What is Topological Data Analysis?

Introduction

Topological Data Science(TDA) has been bursting with new applications in machine learning and data science this year. The central dogma of TDA is that data (even complex, and high dimensional) has an underlying shape, and by understanding this shape we can reveal some kind of important information about the process which generate it. For a great survey on TDA for data scientists, check out [1]. One of the ways which TDA helps understand this shape is through persistence homology, which will be briefly explained in this article. For actual computations, giotto-tda is a great toolkit for calculations and examples. The software is free, and instructions for downloading it are aviailable on the giotto-tda Github page along with several Jupyter notebooks highlighting some of the giotto-tda features.

Persistent Homology

The goal of persistent homology is to determine the true topological descriptors of a dataset. As an intuitive motivation, suppose X a is a set of randomly generated points in two-dimensions, such as the one below.

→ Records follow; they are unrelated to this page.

use flightlog_core::geodesic::{self, interior_point_count, DistanceModel, GeodesicError};

// (lat, lon) pairs covering both hemispheres, the dateline and the poles.
const PLACES: [(f64, f64); 8] = [
    (40.63980103, -73.77890015), // JFK
    (51.4706, -0.461941),        // LHR
    (-33.946111, 151.177222),    // SYD
    (35.552258, 139.779694),     // HND
    (-53.002642, -70.854586),    // PUQ
    (64.190922, -51.678064),     // GOH
    (1.350189, 103.994433),      // SIN
    (89.0, 0.0),
];

#[test]
fn test_paths_between_all_pairs() {
    for &(lat1, lon1) in &PLACES {
        for &(lat2, lon2) in &PLACES {
            let points = geodesic::path(lat1, lon1, lat2, lon2).unwrap();
            let first = points.first().unwrap();
            let last = points.last().unwrap();
            assert_eq!((first.latitude, first.longitude), (lat1, lon1));
            assert_eq!((last.latitude, last.longitude), (lat2, lon2));

            let km = geodesic::distance_km(lat1, lon1, lat2, lon2).unwrap();
            if km == 0.0 {
                assert_eq!(points.len(), 2);
                continue;
            }
            assert_eq!(points.len(), interior_point_count(km) + 2);

            // Each point is further from the origin than the one before.
            let mut previous = 0.0;
            for p in &points[1..] {
                let d = geodesic::distance_km(lat1, lon1, p.latitude, p.longitude).unwrap();
                assert!(d > previous, "path from ({lat1}, {lon1}) regresses at {p:?}");
                previous = d;
            }
            assert!((previous - km).abs() < 1e-6);
        }
    }
}

#[test]
fn test_spherical_model_is_close_to_ellipsoid() {
    for &(lat1, lon1) in &PLACES {
        for &(lat2, lon2) in &PLACES {
            let ellipsoid = DistanceModel::Ellipsoidal
                .distance_km(lat1, lon1, lat2, lon2)
                .unwrap();
            let sphere = DistanceModel::Spherical
                .distance_km(lat1, lon1, lat2, lon2)
                .unwrap();
            assert!(
                (ellipsoid - sphere).abs() <= ellipsoid * 0.01 + 1e-9,
                "{ellipsoid} vs {sphere}"
            );
        }
    }
}

#[test]
fn test_near_antipodal_routes_fail_cleanly() {
    let err = geodesic::path(0.0, 0.0, 0.5, 179.7).unwrap_err();
    assert!(matches!(err, GeodesicError::Convergence { .. }));
    assert!(err.to_string().contains("did not converge"));

    // The spherical model has no iteration to fail.
    assert!(DistanceModel::Spherical
        .distance_km(0.0, 0.0, 0.5, 179.7)
        .is_ok());
}
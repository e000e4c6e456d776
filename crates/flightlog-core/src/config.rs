use crate::geodesic::{DistanceModel, DistanceUnit};
use crate::stats::{StatsOptions, DEFAULT_HOME_COUNTRY, DEFAULT_TOP_ENDPOINTS};
use anyhow::{Context, Result};
use serde::{Deserialize, Serialize};
use std::fs;
use std::path::{Path, PathBuf};

#[derive(Debug, Clone, PartialEq, Serialize, Deserialize)]
#[serde(default)]
pub struct Config {
    /// OpenFlights-style airport table.
    pub airports_path: PathBuf,
    /// Local copy of the calendar events.
    pub events_cache_path: PathBuf,
    pub home_country: String,
    pub top_endpoints: usize,
    pub distance_model: DistanceModel,
    pub distance_unit: DistanceUnit,
    /// Read events from the cache when it exists instead of the provider.
    pub use_cached_events: bool,
}

impl Default for Config {
    fn default() -> Self {
        Self {
            airports_path: PathBuf::from("data/airports.txt"),
            events_cache_path: PathBuf::from("data/events.json"),
            home_country: DEFAULT_HOME_COUNTRY.to_string(),
            top_endpoints: DEFAULT_TOP_ENDPOINTS,
            distance_model: DistanceModel::default(),
            distance_unit: DistanceUnit::default(),
            use_cached_events: true,
        }
    }
}

impl Config {
    pub fn stats_options(&self) -> StatsOptions {
        StatsOptions {
            home_country: self.home_country.clone(),
            top_endpoints: self.top_endpoints,
            distance_model: self.distance_model,
        }
    }
}

#[derive(Debug, Clone)]
pub struct ConfigManager {
    config_path: PathBuf,
}

impl ConfigManager {
    pub fn new<P: AsRef<Path>>(config_path: P) -> Self {
        Self {
            config_path: config_path.as_ref().to_path_buf(),
        }
    }

    /// `config.json` under the per-user config directory.
    pub fn default_path() -> PathBuf {
        crate::get_config_root().join("config.json")
    }

    pub fn path(&self) -> &Path {
        &self.config_path
    }

    pub fn load(&self) -> Result<Config> {
        if !self.config_path.exists() {
            log::debug!(
                "No config at {}, using defaults",
                self.config_path.display()
            );
            return Ok(Config::default());
        }

        let content = fs::read_to_string(&self.config_path)
            .with_context(|| format!("Failed to read {}", self.config_path.display()))?;

        serde_json::from_str(&content)
            .with_context(|| format!("Failed to parse {}", self.config_path.display()))
    }

    pub fn save(&self, config: &Config) -> Result<()> {
        if let Some(parent) = self.config_path.parent() {
            if !parent.as_os_str().is_empty() && !parent.exists() {
                fs::create_dir_all(parent).context("Failed to create config directory")?;
            }
        }

        let content = serde_json::to_string_pretty(config).context("Failed to serialize config")?;

        fs::write(&self.config_path, content)
            .with_context(|| format!("Failed to write {}", self.config_path.display()))
    }
}
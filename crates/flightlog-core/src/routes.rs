// SPDX-License-Identifier: MIT
// Copyright (c) 2026 StarTuz

//! Flight segments extracted from free-text summaries such as
//! `"JFK-LHR,economy"` or `"SFO-NRT UA837"`.

use crate::airports::{AirportCode, InvalidCode};
use crate::events::CalendarEvent;
use chrono::{Datelike, NaiveDate};
use regex::Regex;
use serde::{Deserialize, Serialize};
use std::collections::BTreeSet;
use std::fmt;
use std::str::FromStr;
use std::sync::OnceLock;

fn route_regex() -> &'static Regex {
    static ROUTE_RE: OnceLock<Regex> = OnceLock::new();
    ROUTE_RE.get_or_init(|| Regex::new(r"(?s)^([A-Z]{3})-([A-Z]{3})(.*)$").unwrap())
}

/// True when the summary starts with an `AAA-BBB` route.
pub fn is_route_summary(summary: &str) -> bool {
    route_regex().is_match(summary)
}

#[derive(Debug, Clone, PartialEq, Eq, Serialize, Deserialize)]
pub struct FlightSegment {
    pub origin: AirportCode,
    pub destination: AirportCode,
    /// Whatever followed the route: cabin, carrier, flight number.
    pub category: String,
    pub date: Option<NaiveDate>,
}

impl FlightSegment {
    pub fn route(&self) -> DirectedRoute {
        DirectedRoute::new(self.origin, self.destination)
    }

    pub fn year(&self) -> Option<i32> {
        self.date.map(|d| d.year())
    }

    /// The `AAA-BBB,<type>` line used by segment log files.
    pub fn to_log_line(&self) -> String {
        format!("{},{}", self.route(), self.category)
    }
}

/// Parses a summary into a segment. Anything that does not start with an
/// `AAA-BBB` route is not a flight and yields `None`.
pub fn parse(summary: &str) -> Option<FlightSegment> {
    let caps = route_regex().captures(summary)?;
    let origin = caps[1].parse().ok()?;
    let destination = caps[2].parse().ok()?;
    let category = caps[3]
        .trim_start_matches(|c: char| c == ',' || c.is_whitespace())
        .trim_end()
        .to_string();

    Some(FlightSegment {
        origin,
        destination,
        category,
        date: None,
    })
}

pub fn parse_event(event: &CalendarEvent) -> Option<FlightSegment> {
    parse(&event.summary).map(|segment| FlightSegment {
        date: event.date,
        ..segment
    })
}

/// Flight segments among `events`, in event order.
pub fn segments_from_events(events: &[CalendarEvent]) -> Vec<FlightSegment> {
    let segments: Vec<FlightSegment> = events.iter().filter_map(parse_event).collect();
    log::debug!(
        "{} of {} events are flight segments",
        segments.len(),
        events.len()
    );
    segments
}

/// Every airport that appears as either endpoint.
pub fn unique_airports(segments: &[FlightSegment]) -> BTreeSet<AirportCode> {
    segments
        .iter()
        .flat_map(|s| [s.origin, s.destination])
        .collect()
}

/// Origin and destination in the order flown.
#[derive(Debug, Clone, Copy, PartialEq, Eq, Hash, PartialOrd, Ord, Serialize, Deserialize)]
pub struct DirectedRoute {
    pub origin: AirportCode,
    pub destination: AirportCode,
}

impl DirectedRoute {
    pub fn new(origin: AirportCode, destination: AirportCode) -> Self {
        Self {
            origin,
            destination,
        }
    }

    pub fn reversed(self) -> Self {
        Self::new(self.destination, self.origin)
    }

    pub fn key(self) -> RouteKey {
        RouteKey::new(self.origin, self.destination)
    }
}

impl fmt::Display for DirectedRoute {
    fn fmt(&self, f: &mut fmt::Formatter<'_>) -> fmt::Result {
        write!(f, "{}-{}", self.origin, self.destination)
    }
}

impl FromStr for DirectedRoute {
    type Err = InvalidCode;

    fn from_str(s: &str) -> Result<Self, Self::Err> {
        let (origin, destination) = s
            .split_once('-')
            .ok_or_else(|| InvalidCode(s.to_string()))?;
        Ok(Self::new(origin.parse()?, destination.parse()?))
    }
}

/// A pair of airports regardless of direction, stored alphabetised.
#[derive(Debug, Clone, Copy, PartialEq, Eq, Hash, PartialOrd, Ord, Serialize, Deserialize)]
pub struct RouteKey {
    first: AirportCode,
    second: AirportCode,
}

impl RouteKey {
    pub fn new(a: AirportCode, b: AirportCode) -> Self {
        if a <= b {
            Self { first: a, second: b }
        } else {
            Self { first: b, second: a }
        }
    }

    pub fn first(&self) -> AirportCode {
        self.first
    }

    pub fn second(&self) -> AirportCode {
        self.second
    }

    /// The alphabetised direction, first to second.
    pub fn as_directed(&self) -> DirectedRoute {
        DirectedRoute::new(self.first, self.second)
    }
}

impl fmt::Display for RouteKey {
    fn fmt(&self, f: &mut fmt::Formatter<'_>) -> fmt::Result {
        write!(f, "{}/{}", self.first, self.second)
    }
}

#[cfg(test)]
mod tests {
    use super::*;

    fn code(s: &str) -> AirportCode {
        s.parse().unwrap()
    }

    #[test]
    fn test_parse_log_line() {
        let segment = parse("JFK-LHR,economy").unwrap();
        assert_eq!(segment.origin, code("JFK"));
        assert_eq!(segment.destination, code("LHR"));
        assert_eq!(segment.category, "economy");
        assert_eq!(segment.date, None);
    }

    #[test]
    fn test_parse_calendar_summary() {
        let segment = parse("SFO-NRT UA837").unwrap();
        assert_eq!(segment.route().to_string(), "SFO-NRT");
        assert_eq!(segment.category, "UA837");

        let bare = parse("ORD-LAX").unwrap();
        assert_eq!(bare.category, "");
    }

    #[test]
    fn test_non_flights_are_filtered() {
        assert_eq!(parse("Lunch with Bob"), None);
        assert_eq!(parse("jfk-lhr"), None);
        assert_eq!(parse("Flight JFK-LHR"), None);
        assert_eq!(parse("JF-LHR"), None);
        assert_eq!(parse(""), None);
        assert!(!is_route_summary("Dentist"));
        assert!(is_route_summary("BOS-DCA delta"));
    }

    #[test]
    fn test_parse_event_keeps_date() {
        let event = CalendarEvent {
            summary: "BOS-DCA".to_string(),
            date: NaiveDate::from_ymd_opt(2014, 3, 9),
        };
        let segment = parse_event(&event).unwrap();
        assert_eq!(segment.year(), Some(2014));
    }

    #[test]
    fn test_segments_from_events_preserves_order() {
        let events = vec![
            CalendarEvent {
                summary: "Lunch".to_string(),
                date: None,
            },
            CalendarEvent {
                summary: "LHR-JFK".to_string(),
                date: None,
            },
            CalendarEvent {
                summary: "JFK-LAX".to_string(),
                date: None,
            },
        ];
        let routes: Vec<String> = segments_from_events(&events)
            .iter()
            .map(|s| s.route().to_string())
            .collect();
        assert_eq!(routes, vec!["LHR-JFK", "JFK-LAX"]);
    }

    #[test]
    fn test_route_key_ignores_direction() {
        let outbound = DirectedRoute::new(code("JFK"), code("LHR"));
        assert_eq!(outbound.key(), outbound.reversed().key());
        assert_eq!(outbound.key().first(), code("JFK"));
        assert_ne!(outbound, outbound.reversed());
        assert_eq!(
            RouteKey::new(code("LHR"), code("CDG")).as_directed().to_string(),
            "CDG-LHR"
        );
    }

    #[test]
    fn test_directed_route_from_str() {
        let route: DirectedRoute = "LHR-CDG".parse().unwrap();
        assert_eq!(route.origin, code("LHR"));
        assert!("LHRCDG".parse::<DirectedRoute>().is_err());
        assert!("LHR-cdg".parse::<DirectedRoute>().is_err());
    }

    #[test]
    fn test_unique_airports() {
        let segments: Vec<FlightSegment> = ["JFK-LHR", "LHR-CDG", "CDG-JFK"]
            .iter()
            .filter_map(|s| parse(s))
            .collect();
        let airports: Vec<String> = unique_airports(&segments)
            .iter()
            .map(|c| c.to_string())
            .collect();
        assert_eq!(airports, vec!["CDG", "JFK", "LHR"]);
    }

    #[test]
    fn test_log_line() {
        assert_eq!(
            parse("JFK-LHR,economy").unwrap().to_log_line(),
            "JFK-LHR,economy"
        );
    }
}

Although real world data is much more complicated than this, it is helpful to understand how TDA applies to datasets which we already understand. We know that the data shown above, for example, is a single connected component with a single hole in the middle. Hence, we should be able to confirm this using persistent homology. But first, we need a few preliminary concepts from Algebraic Topology.

Simplicial Complexes

Simplicial complexes are the main object of study in TDA. They are a topological space which can be thought of as higher dimensional graphs. They are composed by “ gluing together” multiple simplices.

More specifically, given a set X={x₁,…,xd} of affinely independent points in ℝᵈ, a k-dimensional simplex σ=[x₁,…,xₖ] is the convex hull of X.

(a) 0-simplex is a vertex, (b) 1-simplex is a line, (c )2-simplex is a triangle, (d) 3-simplex is a tetrahedron

Simplicies make up simplicial complexes, that is, in a very informal way, we can say that

I am avoiding mathematical rigor here by saying “glued together”, but I think it is more useful to understand what the general vibe is first. The picture below is an example of a simplicial complex with (18) 0-simplexes, (23) 1-simplexes, (8) 2-simplexes, and a single 3-simplex

Notice the way that simplices are glued together. They must be glued in a certain way. To show what I mean by this without getting too technical, consider the non-example shown below.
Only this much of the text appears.